● **Required action**
Print every line of the listing below, starting with the line that holds "and tolerates missing" and going on through the line that holds "live connection's catalog.", both included, and print nothing else.

● **Information shown**
+===+

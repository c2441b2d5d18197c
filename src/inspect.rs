//! Catalog introspection.
//!
//! [`SchemaInspector`] is the engine's only view of the live database state:
//! pure reads against `information_schema` and the `pg_catalog` tables, no
//! side effects. Every existence check is case-exact and tolerates missing
//! dependencies (asking for a column on a table that does not exist returns
//! `false`, not an error), so the same discipline guards every step.

use std::collections::BTreeMap;

use postgres::Client;
use serde::{Deserialize, Serialize};

use crate::core::ObjectKind;
use crate::error::Error;

/// Read-only view over a live connection's catalog.
pub struct SchemaInspector<'a> {
    client: &'a mut Client,
}

impl<'a> SchemaInspector<'a> {
    pub fn new(client: &'a mut Client) -> Self {
        Self { client }
    }

    /// Generic existence check, dispatching on object kind. `table` is
    /// ignored for kinds that are not table-scoped (indexes, sequences,
    /// functions).
    pub fn exists(&mut self, kind: ObjectKind, table: &str, name: &str) -> Result<bool, Error> {
        match kind {
            ObjectKind::Table => self.table_exists(name),
            ObjectKind::Column => self.column_exists(table, name),
            ObjectKind::Constraint => self.constraint_exists(table, name),
            ObjectKind::Index => self.index_exists(name),
            ObjectKind::Trigger => self.trigger_exists(table, name),
            ObjectKind::Sequence => self.sequence_exists(name),
            ObjectKind::Function => self.function_exists(name),
        }
    }

    pub fn table_exists(&mut self, table: &str) -> Result<bool, Error> {
        let row = self.client.query_one(
            "SELECT EXISTS (SELECT FROM information_schema.tables
             WHERE table_schema = 'public' AND table_name = $1)",
            &[&table],
        )?;
        Ok(row.get(0))
    }

    pub fn column_exists(&mut self, table: &str, column: &str) -> Result<bool, Error> {
        let row = self.client.query_one(
            "SELECT EXISTS (SELECT FROM information_schema.columns
             WHERE table_schema = 'public' AND table_name = $1 AND column_name = $2)",
            &[&table, &column],
        )?;
        Ok(row.get(0))
    }

    /// `to_regclass` yields NULL for a missing table, so the lookup is false
    /// rather than an error when the table does not exist yet.
    pub fn constraint_exists(&mut self, table: &str, constraint: &str) -> Result<bool, Error> {
        let row = self.client.query_one(
            "SELECT EXISTS (SELECT 1 FROM pg_constraint
             WHERE conname = $1 AND conrelid = to_regclass($2))",
            &[&constraint, &table],
        )?;
        Ok(row.get(0))
    }

    pub fn index_exists(&mut self, index: &str) -> Result<bool, Error> {
        let row = self.client.query_one(
            "SELECT EXISTS (SELECT FROM pg_indexes
             WHERE schemaname = 'public' AND indexname = $1)",
            &[&index],
        )?;
        Ok(row.get(0))
    }

    pub fn trigger_exists(&mut self, table: &str, trigger: &str) -> Result<bool, Error> {
        let row = self.client.query_one(
            "SELECT EXISTS (SELECT 1 FROM pg_trigger
             WHERE tgname = $1 AND tgrelid = to_regclass($2) AND NOT tgisinternal)",
            &[&trigger, &table],
        )?;
        Ok(row.get(0))
    }

    pub fn sequence_exists(&mut self, sequence: &str) -> Result<bool, Error> {
        let row = self.client.query_one(
            "SELECT EXISTS (SELECT 1 FROM pg_class c
             JOIN pg_namespace n ON n.oid = c.relnamespace
             WHERE c.relkind = 'S' AND n.nspname = 'public' AND c.relname = $1)",
            &[&sequence],
        )?;
        Ok(row.get(0))
    }

    pub fn function_exists(&mut self, function: &str) -> Result<bool, Error> {
        let row = self.client.query_one(
            "SELECT EXISTS (SELECT 1 FROM pg_proc p
             JOIN pg_namespace n ON n.oid = p.pronamespace
             WHERE n.nspname = 'public' AND p.proname = $1)",
            &[&function],
        )?;
        Ok(row.get(0))
    }

    pub fn extension_exists(&mut self, extension: &str) -> Result<bool, Error> {
        let row = self.client.query_one(
            "SELECT EXISTS (SELECT 1 FROM pg_extension WHERE extname = $1)",
            &[&extension],
        )?;
        Ok(row.get(0))
    }

    /// Whether the table currently contains at least one row. False for a
    /// table that does not exist.
    pub fn table_has_rows(&mut self, table: &str) -> Result<bool, Error> {
        if !self.table_exists(table)? {
            return Ok(false);
        }
        let row = self
            .client
            .query_one(&format!("SELECT EXISTS (SELECT 1 FROM {})", table), &[])?;
        Ok(row.get(0))
    }

    /// Whether any row of `table` has a NULL in `column`. False when the
    /// table or the column does not exist.
    pub fn column_has_nulls(&mut self, table: &str, column: &str) -> Result<bool, Error> {
        if !self.column_exists(table, column)? {
            return Ok(false);
        }
        let row = self.client.query_one(
            &format!(
                "SELECT EXISTS (SELECT 1 FROM {} WHERE {} IS NULL)",
                table, column
            ),
            &[],
        )?;
        Ok(row.get(0))
    }

    /// Maximum value of a bigint column, or None when the table or column is
    /// missing or the table is empty.
    pub fn max_bigint(&mut self, table: &str, column: &str) -> Result<Option<i64>, Error> {
        if !self.column_exists(table, column)? {
            return Ok(None);
        }
        let row = self
            .client
            .query_one(&format!("SELECT MAX({}) FROM {}", column, table), &[])?;
        Ok(row.get(0))
    }

    /// Capture the full structural state of the public schema.
    pub fn snapshot(&mut self) -> Result<SchemaSnapshot, Error> {
        let table_rows = self.client.query(
            "SELECT table_name FROM information_schema.tables
             WHERE table_schema = 'public' AND table_type = 'BASE TABLE'
             ORDER BY table_name",
            &[],
        )?;

        let mut tables = BTreeMap::new();
        for row in table_rows {
            let table: String = row.get(0);
            let columns = self.columns(&table)?;
            let constraints = self.constraints(&table)?;
            let indexes = self.indexes(&table)?;
            let triggers = self.triggers(&table)?;
            tables.insert(
                table,
                TableSchema {
                    columns,
                    constraints,
                    indexes,
                    triggers,
                },
            );
        }

        Ok(SchemaSnapshot { tables })
    }

    fn columns(&mut self, table: &str) -> Result<Vec<ColumnInfo>, Error> {
        let rows = self.client.query(
            "SELECT column_name, data_type, is_nullable, column_default
             FROM information_schema.columns
             WHERE table_schema = 'public' AND table_name = $1
             ORDER BY ordinal_position",
            &[&table],
        )?;

        Ok(rows
            .into_iter()
            .map(|row| {
                let is_nullable: String = row.get(2);
                ColumnInfo {
                    name: row.get(0),
                    type_name: row.get(1),
                    not_null: is_nullable == "NO",
                    default_value: row.get(3),
                }
            })
            .collect())
    }

    fn constraints(&mut self, table: &str) -> Result<Vec<ConstraintInfo>, Error> {
        let rows = self.client.query(
            "SELECT c.conname,
                    c.contype::text,
                    ARRAY(SELECT a.attname::text
                          FROM unnest(c.conkey) WITH ORDINALITY AS k(attnum, ord)
                          JOIN pg_attribute a
                            ON a.attrelid = c.conrelid AND a.attnum = k.attnum
                          ORDER BY k.ord)
             FROM pg_constraint c
             WHERE c.conrelid = to_regclass($1)
             ORDER BY c.conname",
            &[&table],
        )?;

        Ok(rows
            .into_iter()
            .map(|row| {
                let kind_code: String = row.get(1);
                ConstraintInfo {
                    name: row.get(0),
                    kind: ConstraintKind::from_catalog_code(&kind_code),
                    columns: row.get(2),
                }
            })
            .collect())
    }

    fn indexes(&mut self, table: &str) -> Result<Vec<IndexInfo>, Error> {
        let rows = self.client.query(
            "SELECT i.relname,
                    ix.indisunique,
                    array_agg(a.attname::text ORDER BY array_position(ix.indkey, a.attnum))
             FROM pg_class t
             JOIN pg_index ix ON t.oid = ix.indrelid
             JOIN pg_class i ON i.oid = ix.indexrelid
             JOIN pg_attribute a ON a.attrelid = t.oid AND a.attnum = ANY(ix.indkey)
             WHERE t.relkind = 'r'
               AND t.relname = $1
               AND NOT ix.indisprimary
             GROUP BY i.relname, ix.indisunique
             ORDER BY i.relname",
            &[&table],
        )?;

        Ok(rows
            .into_iter()
            .map(|row| IndexInfo {
                name: row.get(0),
                unique: row.get(1),
                columns: row.get(2),
            })
            .collect())
    }

    fn triggers(&mut self, table: &str) -> Result<Vec<String>, Error> {
        let rows = self.client.query(
            "SELECT tgname FROM pg_trigger
             WHERE tgrelid = to_regclass($1) AND NOT tgisinternal
             ORDER BY tgname",
            &[&table],
        )?;
        Ok(rows.into_iter().map(|row| row.get(0)).collect())
    }
}

/// The observed structural state of the database at a point in time.
///
/// Read fresh at the start of an inspection; never mutated in place.
#[derive(Debug, Clone, PartialEq, Serialize, Deserialize)]
pub struct SchemaSnapshot {
    pub tables: BTreeMap<String, TableSchema>,
}

#[derive(Debug, Clone, PartialEq, Serialize, Deserialize)]
pub struct TableSchema {
    pub columns: Vec<ColumnInfo>,
    pub constraints: Vec<ConstraintInfo>,
    pub indexes: Vec<IndexInfo>,
    pub triggers: Vec<String>,
}

#[derive(Debug, Clone, PartialEq, Serialize, Deserialize)]
pub struct ColumnInfo {
    pub name: String,
    pub type_name: String,
    pub not_null: bool,
    pub default_value: Option<String>,
}

#[derive(Debug, Clone, Copy, PartialEq, Eq, Serialize, Deserialize)]
pub enum ConstraintKind {
    PrimaryKey,
    Unique,
    ForeignKey,
    Check,
    Other,
}

impl ConstraintKind {
    fn from_catalog_code(code: &str) -> Self {
        match code {
            "p" => Self::PrimaryKey,
            "u" => Self::Unique,
            "f" => Self::ForeignKey,
            "c" => Self::Check,
            _ => Self::Other,
        }
    }
}

#[derive(Debug, Clone, PartialEq, Serialize, Deserialize)]
pub struct ConstraintInfo {
    pub name: String,
    pub kind: ConstraintKind,
    pub columns: Vec<String>,
}

#[derive(Debug, Clone, PartialEq, Serialize, Deserialize)]
pub struct IndexInfo {
    pub name: String,
    pub unique: bool,
    pub columns: Vec<String>,
}

impl SchemaSnapshot {
    /// Convenience lookup used by tests and reporting.
    pub fn has_constraint(&self, table: &str, constraint: &str) -> bool {
        self.tables
            .get(table)
            .map(|t| t.constraints.iter().any(|c| c.name == constraint))
            .unwrap_or(false)
    }

    pub fn has_column(&self, table: &str, column: &str) -> bool {
        self.tables
            .get(table)
            .map(|t| t.columns.iter().any(|c| c.name == column))
            .unwrap_or(false)
    }
}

+===+

● **Solution for this task**
//! side effects. Every existence check is case-exact and tolerates missing
//! dependencies (asking for a column on a table that does not exist returns
//! `false`, not an error), so the same discipline guards every step.

use std::collections::BTreeMap;

use postgres::Client;
use serde::{Deserialize, Serialize};

use crate::core::ObjectKind;
use crate::error::Error;

/// Read-only view over a live connection's catalog.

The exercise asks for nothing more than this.